*** Opening Listed records ***
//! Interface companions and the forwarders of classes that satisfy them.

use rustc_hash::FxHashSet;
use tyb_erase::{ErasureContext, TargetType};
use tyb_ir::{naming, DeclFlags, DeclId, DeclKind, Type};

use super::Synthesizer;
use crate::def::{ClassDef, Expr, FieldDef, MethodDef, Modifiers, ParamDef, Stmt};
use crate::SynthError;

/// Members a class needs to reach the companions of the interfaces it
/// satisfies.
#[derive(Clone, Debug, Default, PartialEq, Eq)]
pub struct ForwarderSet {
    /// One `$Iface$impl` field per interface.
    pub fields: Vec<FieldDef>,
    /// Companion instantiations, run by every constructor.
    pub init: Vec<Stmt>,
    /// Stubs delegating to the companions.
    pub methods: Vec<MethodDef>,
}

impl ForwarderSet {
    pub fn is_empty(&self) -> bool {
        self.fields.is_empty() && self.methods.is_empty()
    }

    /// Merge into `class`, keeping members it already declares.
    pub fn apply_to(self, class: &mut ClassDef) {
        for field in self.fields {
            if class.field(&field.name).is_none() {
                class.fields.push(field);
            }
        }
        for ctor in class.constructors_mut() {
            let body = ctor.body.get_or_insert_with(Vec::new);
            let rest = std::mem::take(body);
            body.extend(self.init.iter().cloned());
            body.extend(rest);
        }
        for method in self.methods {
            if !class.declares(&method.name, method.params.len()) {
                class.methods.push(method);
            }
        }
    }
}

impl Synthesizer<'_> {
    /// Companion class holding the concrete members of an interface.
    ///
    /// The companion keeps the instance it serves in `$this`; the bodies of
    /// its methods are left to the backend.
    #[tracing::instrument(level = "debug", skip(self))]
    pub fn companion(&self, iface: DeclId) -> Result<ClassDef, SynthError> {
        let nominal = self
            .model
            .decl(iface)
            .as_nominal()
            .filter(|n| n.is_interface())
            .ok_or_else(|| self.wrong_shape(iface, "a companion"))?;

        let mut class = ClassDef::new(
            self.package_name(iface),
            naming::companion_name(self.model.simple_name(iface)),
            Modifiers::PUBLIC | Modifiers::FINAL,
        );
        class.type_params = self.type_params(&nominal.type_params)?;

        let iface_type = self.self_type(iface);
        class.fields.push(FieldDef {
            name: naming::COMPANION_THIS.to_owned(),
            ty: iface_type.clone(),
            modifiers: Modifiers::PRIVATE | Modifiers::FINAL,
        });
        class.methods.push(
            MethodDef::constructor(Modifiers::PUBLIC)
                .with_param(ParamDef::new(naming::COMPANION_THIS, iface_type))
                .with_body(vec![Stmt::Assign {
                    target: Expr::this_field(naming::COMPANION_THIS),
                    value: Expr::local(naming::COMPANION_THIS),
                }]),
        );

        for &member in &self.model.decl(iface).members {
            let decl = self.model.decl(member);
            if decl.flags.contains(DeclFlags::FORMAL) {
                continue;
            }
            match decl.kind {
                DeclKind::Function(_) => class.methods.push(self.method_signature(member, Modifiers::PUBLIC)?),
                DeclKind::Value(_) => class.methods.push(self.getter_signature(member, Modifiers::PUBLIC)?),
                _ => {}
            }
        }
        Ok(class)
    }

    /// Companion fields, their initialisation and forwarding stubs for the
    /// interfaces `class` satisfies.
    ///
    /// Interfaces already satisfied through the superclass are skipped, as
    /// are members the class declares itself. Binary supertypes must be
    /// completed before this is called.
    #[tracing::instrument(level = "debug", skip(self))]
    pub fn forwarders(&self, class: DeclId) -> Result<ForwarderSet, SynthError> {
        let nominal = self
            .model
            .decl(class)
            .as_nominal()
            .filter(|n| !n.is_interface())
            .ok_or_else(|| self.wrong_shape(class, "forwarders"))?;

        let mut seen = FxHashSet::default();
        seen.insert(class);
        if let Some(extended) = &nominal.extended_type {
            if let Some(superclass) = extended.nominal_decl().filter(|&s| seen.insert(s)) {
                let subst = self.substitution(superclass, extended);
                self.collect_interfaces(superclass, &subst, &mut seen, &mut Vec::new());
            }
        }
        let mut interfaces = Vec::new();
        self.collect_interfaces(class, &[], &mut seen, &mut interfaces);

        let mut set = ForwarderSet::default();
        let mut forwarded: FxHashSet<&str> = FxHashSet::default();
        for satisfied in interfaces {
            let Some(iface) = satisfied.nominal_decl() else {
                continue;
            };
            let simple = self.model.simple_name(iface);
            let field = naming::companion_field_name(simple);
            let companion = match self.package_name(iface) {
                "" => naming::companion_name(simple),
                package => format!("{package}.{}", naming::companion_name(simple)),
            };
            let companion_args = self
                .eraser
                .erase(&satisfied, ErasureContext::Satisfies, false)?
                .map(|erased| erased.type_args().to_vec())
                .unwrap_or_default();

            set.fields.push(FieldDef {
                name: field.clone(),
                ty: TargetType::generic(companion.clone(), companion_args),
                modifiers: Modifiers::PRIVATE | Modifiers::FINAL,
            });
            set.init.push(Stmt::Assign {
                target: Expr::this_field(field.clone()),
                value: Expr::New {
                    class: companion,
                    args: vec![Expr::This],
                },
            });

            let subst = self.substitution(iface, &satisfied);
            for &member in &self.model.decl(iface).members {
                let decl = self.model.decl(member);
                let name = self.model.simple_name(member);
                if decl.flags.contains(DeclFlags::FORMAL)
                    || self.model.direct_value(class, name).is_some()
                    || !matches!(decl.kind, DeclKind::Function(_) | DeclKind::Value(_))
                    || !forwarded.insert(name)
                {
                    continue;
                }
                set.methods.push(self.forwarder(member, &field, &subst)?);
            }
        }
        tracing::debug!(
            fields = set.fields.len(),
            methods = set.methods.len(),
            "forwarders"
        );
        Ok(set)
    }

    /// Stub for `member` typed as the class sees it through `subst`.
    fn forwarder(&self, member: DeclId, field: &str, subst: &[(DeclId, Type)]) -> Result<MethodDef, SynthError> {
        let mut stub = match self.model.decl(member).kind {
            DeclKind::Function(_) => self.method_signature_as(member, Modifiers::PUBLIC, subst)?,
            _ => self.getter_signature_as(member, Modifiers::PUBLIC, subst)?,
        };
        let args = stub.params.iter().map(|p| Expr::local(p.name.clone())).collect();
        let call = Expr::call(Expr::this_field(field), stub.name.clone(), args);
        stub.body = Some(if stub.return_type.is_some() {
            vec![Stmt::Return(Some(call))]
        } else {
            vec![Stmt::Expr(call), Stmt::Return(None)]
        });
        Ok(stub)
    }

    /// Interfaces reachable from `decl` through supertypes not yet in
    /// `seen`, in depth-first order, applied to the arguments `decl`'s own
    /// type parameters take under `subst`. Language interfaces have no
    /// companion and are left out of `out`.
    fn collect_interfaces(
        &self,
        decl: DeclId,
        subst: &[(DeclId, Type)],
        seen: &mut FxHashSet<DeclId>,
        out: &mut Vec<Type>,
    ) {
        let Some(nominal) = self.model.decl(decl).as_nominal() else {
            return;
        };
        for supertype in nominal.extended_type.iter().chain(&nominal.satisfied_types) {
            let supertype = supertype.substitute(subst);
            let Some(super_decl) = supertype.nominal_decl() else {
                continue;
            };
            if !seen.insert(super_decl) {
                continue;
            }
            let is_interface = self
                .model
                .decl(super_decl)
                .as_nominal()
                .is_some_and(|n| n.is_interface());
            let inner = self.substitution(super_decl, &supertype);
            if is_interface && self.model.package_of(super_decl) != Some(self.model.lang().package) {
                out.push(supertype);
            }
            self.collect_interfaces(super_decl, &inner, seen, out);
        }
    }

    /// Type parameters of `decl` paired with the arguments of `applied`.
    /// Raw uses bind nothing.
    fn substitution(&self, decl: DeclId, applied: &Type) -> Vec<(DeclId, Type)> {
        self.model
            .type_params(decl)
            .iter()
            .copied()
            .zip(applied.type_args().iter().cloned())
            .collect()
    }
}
*** Closing Listed records ***
*Assignment:* Restate the records exactly. Leave nothing out.

*Response for this exercise:*
//! Interface companions and the forwarders of classes that satisfy them.

use rustc_hash::FxHashSet;
use tyb_erase::{ErasureContext, TargetType};
use tyb_ir::{naming, DeclFlags, DeclId, DeclKind, Type};

use super::Synthesizer;
use crate::def::{ClassDef, Expr, FieldDef, MethodDef, Modifiers, ParamDef, Stmt};
use crate::SynthError;

/// Members a class needs to reach the companions of the interfaces it
/// satisfies.
#[derive(Clone, Debug, Default, PartialEq, Eq)]
pub struct ForwarderSet {
    /// One `$Iface$impl` field per interface.
    pub fields: Vec<FieldDef>,
    /// Companion instantiations, run by every constructor.
    pub init: Vec<Stmt>,
    /// Stubs delegating to the companions.
    pub methods: Vec<MethodDef>,
}

impl ForwarderSet {
    pub fn is_empty(&self) -> bool {
        self.fields.is_empty() && self.methods.is_empty()
    }

    /// Merge into `class`, keeping members it already declares.
    pub fn apply_to(self, class: &mut ClassDef) {
        for field in self.fields {
            if class.field(&field.name).is_none() {
                class.fields.push(field);
            }
        }
        for ctor in class.constructors_mut() {
            let body = ctor.body.get_or_insert_with(Vec::new);
            let rest = std::mem::take(body);
            body.extend(self.init.iter().cloned());
            body.extend(rest);
        }
        for method in self.methods {
            if !class.declares(&method.name, method.params.len()) {
                class.methods.push(method);
            }
        }
    }
}

impl Synthesizer<'_> {
    /// Companion class holding the concrete members of an interface.
    ///
    /// The companion keeps the instance it serves in `$this`; the bodies of
    /// its methods are left to the backend.
    #[tracing::instrument(level = "debug", skip(self))]
    pub fn companion(&self, iface: DeclId) -> Result<ClassDef, SynthError> {
        let nominal = self
            .model
            .decl(iface)
            .as_nominal()
            .filter(|n| n.is_interface())
            .ok_or_else(|| self.wrong_shape(iface, "a companion"))?;

        let mut class = ClassDef::new(
            self.package_name(iface),
            naming::companion_name(self.model.simple_name(iface)),
            Modifiers::PUBLIC | Modifiers::FINAL,
        );
        class.type_params = self.type_params(&nominal.type_params)?;

        let iface_type = self.self_type(iface);
        class.fields.push(FieldDef {
            name: naming::COMPANION_THIS.to_owned(),
            ty: iface_type.clone(),
            modifiers: Modifiers::PRIVATE | Modifiers::FINAL,
        });
        class.methods.push(
            MethodDef::constructor(Modifiers::PUBLIC)
                .with_param(ParamDef::new(naming::COMPANION_THIS, iface_type))
                .with_body(vec![Stmt::Assign {
                    target: Expr::this_field(naming::COMPANION_THIS),
                    value: Expr::local(naming::COMPANION_THIS),
                }]),
        );

        for &member in &self.model.decl(iface).members {
            let decl = self.model.decl(member);
            if decl.flags.contains(DeclFlags::FORMAL) {
                continue;
            }
            match decl.kind {
                DeclKind::Function(_) => class.methods.push(self.method_signature(member, Modifiers::PUBLIC)?),
                DeclKind::Value(_) => class.methods.push(self.getter_signature(member, Modifiers::PUBLIC)?),
                _ => {}
            }
        }
        Ok(class)
    }

    /// Companion fields, their initialisation and forwarding stubs for the
    /// interfaces `class` satisfies.
    ///
    /// Interfaces already satisfied through the superclass are skipped, as
    /// are members the class declares itself. Binary supertypes must be
    /// completed before this is called.
    #[tracing::instrument(level = "debug", skip(self))]
    pub fn forwarders(&self, class: DeclId) -> Result<ForwarderSet, SynthError> {
        let nominal = self
            .model
            .decl(class)
            .as_nominal()
            .filter(|n| !n.is_interface())
            .ok_or_else(|| self.wrong_shape(class, "forwarders"))?;

        let mut seen = FxHashSet::default();
        seen.insert(class);
        if let Some(extended) = &nominal.extended_type {
            if let Some(superclass) = extended.nominal_decl().filter(|&s| seen.insert(s)) {
                let subst = self.substitution(superclass, extended);
                self.collect_interfaces(superclass, &subst, &mut seen, &mut Vec::new());
            }
        }
        let mut interfaces = Vec::new();
        self.collect_interfaces(class, &[], &mut seen, &mut interfaces);

        let mut set = ForwarderSet::default();
        let mut forwarded: FxHashSet<&str> = FxHashSet::default();
        for satisfied in interfaces {
            let Some(iface) = satisfied.nominal_decl() else {
                continue;
            };
            let simple = self.model.simple_name(iface);
            let field = naming::companion_field_name(simple);
            let companion = match self.package_name(iface) {
                "" => naming::companion_name(simple),
                package => format!("{package}.{}", naming::companion_name(simple)),
            };
            let companion_args = self
                .eraser
                .erase(&satisfied, ErasureContext::Satisfies, false)?
                .map(|erased| erased.type_args().to_vec())
                .unwrap_or_default();

            set.fields.push(FieldDef {
                name: field.clone(),
                ty: TargetType::generic(companion.clone(), companion_args),
                modifiers: Modifiers::PRIVATE | Modifiers::FINAL,
            });
            set.init.push(Stmt::Assign {
                target: Expr::this_field(field.clone()),
                value: Expr::New {
                    class: companion,
                    args: vec![Expr::This],
                },
            });

            let subst = self.substitution(iface, &satisfied);
            for &member in &self.model.decl(iface).members {
                let decl = self.model.decl(member);
                let name = self.model.simple_name(member);
                if decl.flags.contains(DeclFlags::FORMAL)
                    || self.model.direct_value(class, name).is_some()
                    || !matches!(decl.kind, DeclKind::Function(_) | DeclKind::Value(_))
                    || !forwarded.insert(name)
                {
                    continue;
                }
                set.methods.push(self.forwarder(member, &field, &subst)?);
            }
        }
        tracing::debug!(
            fields = set.fields.len(),
            methods = set.methods.len(),
            "forwarders"
        );
        Ok(set)
    }

    /// Stub for `member` typed as the class sees it through `subst`.
    fn forwarder(&self, member: DeclId, field: &str, subst: &[(DeclId, Type)]) -> Result<MethodDef, SynthError> {
        let mut stub = match self.model.decl(member).kind {
            DeclKind::Function(_) => self.method_signature_as(member, Modifiers::PUBLIC, subst)?,
            _ => self.getter_signature_as(member, Modifiers::PUBLIC, subst)?,
        };
        let args = stub.params.iter().map(|p| Expr::local(p.name.clone())).collect();
        let call = Expr::call(Expr::this_field(field), stub.name.clone(), args);
        stub.body = Some(if stub.return_type.is_some() {
            vec![Stmt::Return(Some(call))]
        } else {
            vec![Stmt::Expr(call), Stmt::Return(None)]
        });
        Ok(stub)
    }

    /// Interfaces reachable from `decl` through supertypes not yet in
    /// `seen`, in depth-first order, applied to the arguments `decl`'s own
    /// type parameters take under `subst`. Language interfaces have no
    /// companion and are left out of `out`.
    fn collect_interfaces(
        &self,
        decl: DeclId,
        subst: &[(DeclId, Type)],
        seen: &mut FxHashSet<DeclId>,
        out: &mut Vec<Type>,
    ) {
        let Some(nominal) = self.model.decl(decl).as_nominal() else {
            return;
        };
        for supertype in nominal.extended_type.iter().chain(&nominal.satisfied_types) {
            let supertype = supertype.substitute(subst);
            let Some(super_decl) = supertype.nominal_decl() else {
                continue;
            };
            if !seen.insert(super_decl) {
                continue;
            }
            let is_interface = self
                .model
                .decl(super_decl)
                .as_nominal()
                .is_some_and(|n| n.is_interface());
            let inner = self.substitution(super_decl, &supertype);
            if is_interface && self.model.package_of(super_decl) != Some(self.model.lang().package) {
                out.push(supertype);
            }
            self.collect_interfaces(super_decl, &inner, seen, out);
        }
    }

    /// Type parameters of `decl` paired with the arguments of `applied`.
    /// Raw uses bind nothing.
    fn substitution(&self, decl: DeclId, applied: &Type) -> Vec<(DeclId, Type)> {
        self.model
            .type_params(decl)
            .iter()
            .copied()
            .zip(applied.type_args().iter().cloned())
            .collect()
    }
}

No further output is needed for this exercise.